Las entidades Responsables de Tratamiento, según lo dispuesto en el Decreto 090 del 18 de enero de 2018 y que están sujetas al registro en el RNBD, deben mantener actualizada la información que han registrado de acuerdo con las indicaciones siguientes:

• Actualicen la información registrada en los primeros diez (10) días hábiles de cada mes, luego de la inscripción de la base de datos, en caso de que ocurran modificaciones significativas en los datos.
• Entre el 2 de enero y el 31 de marzo de cada año, los responsables del tratamiento deben actualizar la información en el RNBD, asegurando su conformidad con la normativa vigente.
• Entre el 2 de enero y el 31 de marzo, se requiere una actualización adicional de la información en el RNBD, reflejando cambios importantes en la gestión de datos de manera oportuna.
• Las nuevas bases de datos deben inscribirse en el RNBD en un plazo máximo de dos meses posteriores a su creación. 

Consejos para la actualización

• No se refiere a cambios sustanciales en los datos de la base, sino a información vinculada al cumplimiento normativo.
• No se trata de los datos específicos de individuos, sino de la tipología de los datos.
• No implica identificar a los titulares en la base, sino el número total de titulares.
• Se busca vincular los canales de atención para consultas, quejas o reclamos con los canales de notificación o contacto, tanto del Responsable como del Encargado.
• Se confirma la implementación de todas las medidas de seguridad de la información.
• Se incluye la ubicación de las bases de datos, ya sea física o digitalmente.
• Se aborda la identificación, notificación y eliminación de los encargados.
• Se hace referencia a la ausencia o a una política inadecuada de tratamiento de datos personales.

Sanciones de la SIC 

El incumplimiento de estas políticas acarrea consecuencias legales, incluidas sanciones proporcionales a la gravedad del incumplimiento tales como:

• Multas de carácter personal e institucional hasta por el equivalente de dos mil (2.000) salarios mínimos mensuales legales vigentes al momento de imponer la sanción.
• Las multas podrán ser sucesivas mientras subsista el incumplimiento que las originó.
• Suspensión de las actividades relacionadas con el Tratamiento hasta por un término de seis (6) meses.
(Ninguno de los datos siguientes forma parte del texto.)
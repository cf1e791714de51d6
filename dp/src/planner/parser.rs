//! Reply parser
//!
//! Best-effort extraction of an explanation and a schedule from the
//! provider's free text. Lines that do not start with a time token are
//! dropped without error.

use regex::Regex;
use tracing::debug;

use crate::domain::{PlannerResponse, ScheduleItem};
use crate::error::PlannerError;

/// Explanation used when the reply has none
pub const DEFAULT_EXPLANATION: &str = "Schedule optimized based on task requirements.";

// markers count only at the start of a line
const EXPLANATION_PATTERN: &str = r"(?ism)^[ \t]*EXPLANATION:\s*(.*?)(?:^[ \t]*SCHEDULE:|\z)";
const SCHEDULE_PATTERN: &str = r"(?ism)^[ \t]*SCHEDULE:(.*)\z";
// optional bullet, time token (H, H:MM, optional AM/PM ending at a word boundary or a dot),
// optional dash or colon separator, description
const LINE_PATTERN: &str =
    r"(?i)^\s*(?:[-*•]\s*)?(\d{1,2}(?::\d{2})?(?:\s*[AP]\.?M(?:\.|\b))?)\s*[-:–—]?\s*(.*\S)\s*$";

/// Compiled patterns for parsing provider replies
#[derive(Debug, Clone)]
pub struct ScheduleParser {
    explanation: Regex,
    schedule: Regex,
    line: Regex,
}

impl ScheduleParser {
    pub fn new() -> Result<Self, PlannerError> {
        debug!("ScheduleParser::new: called");
        let compile = |pattern: &str| Regex::new(pattern).map_err(|e| PlannerError::Parse(e.to_string()));
        Ok(Self {
            explanation: compile(EXPLANATION_PATTERN)?,
            schedule: compile(SCHEDULE_PATTERN)?,
            line: compile(LINE_PATTERN)?,
        })
    }

    /// Parse a full reply into a planner response
    ///
    /// A missing `SCHEDULE:` section yields an empty schedule; callers decide
    /// whether that is acceptable.
    pub fn parse(&self, text: &str) -> PlannerResponse {
        debug!(text_len = text.len(), "ScheduleParser::parse: called");
        let explanation = self
            .explanation
            .captures(text)
            .and_then(|c| c.get(1))
            .map(|m| m.as_str().trim().to_string())
            .filter(|s| !s.is_empty())
            .unwrap_or_else(|| DEFAULT_EXPLANATION.to_string());

        let schedule = match self.schedule.captures(text).and_then(|c| c.get(1)) {
            Some(section) => section.as_str().lines().filter_map(|line| self.parse_line(line)).collect(),
            None => {
                debug!("ScheduleParser::parse: no SCHEDULE section");
                Vec::new()
            }
        };

        PlannerResponse { schedule, explanation }
    }

    /// Parse one schedule line; `None` when it has no leading time token
    pub fn parse_line(&self, line: &str) -> Option<ScheduleItem> {
        if line.trim().is_empty() {
            return None;
        }
        let Some(caps) = self.line.captures(line) else {
            debug!(%line, "ScheduleParser::parse_line: no time token, dropping");
            return None;
        };

        let time = caps.get(1)?.as_str().trim();
        let description = caps.get(2)?.as_str().trim();
        if time.is_empty() || !description.chars().any(char::is_alphanumeric) {
            return None;
        }

        Some(ScheduleItem::new(time, description))
    }
}

/// Parse a reply with a freshly compiled parser
pub fn parse_response(text: &str) -> Result<PlannerResponse, PlannerError> {
    Ok(ScheduleParser::new()?.parse(text))
}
En el acto de suspensión se indicarán los correctivos que se deberán adoptar.
• Cierre temporal de las operaciones relacionadas con el Tratamiento una vez transcurrido el término de suspensión sin que se hayan adoptado los correctivos ordenados por la Superintendencia de Industria y Comercio.
• Cierre inmediato y definitivo de la operación que involucre el Tratamiento de datos sensibles.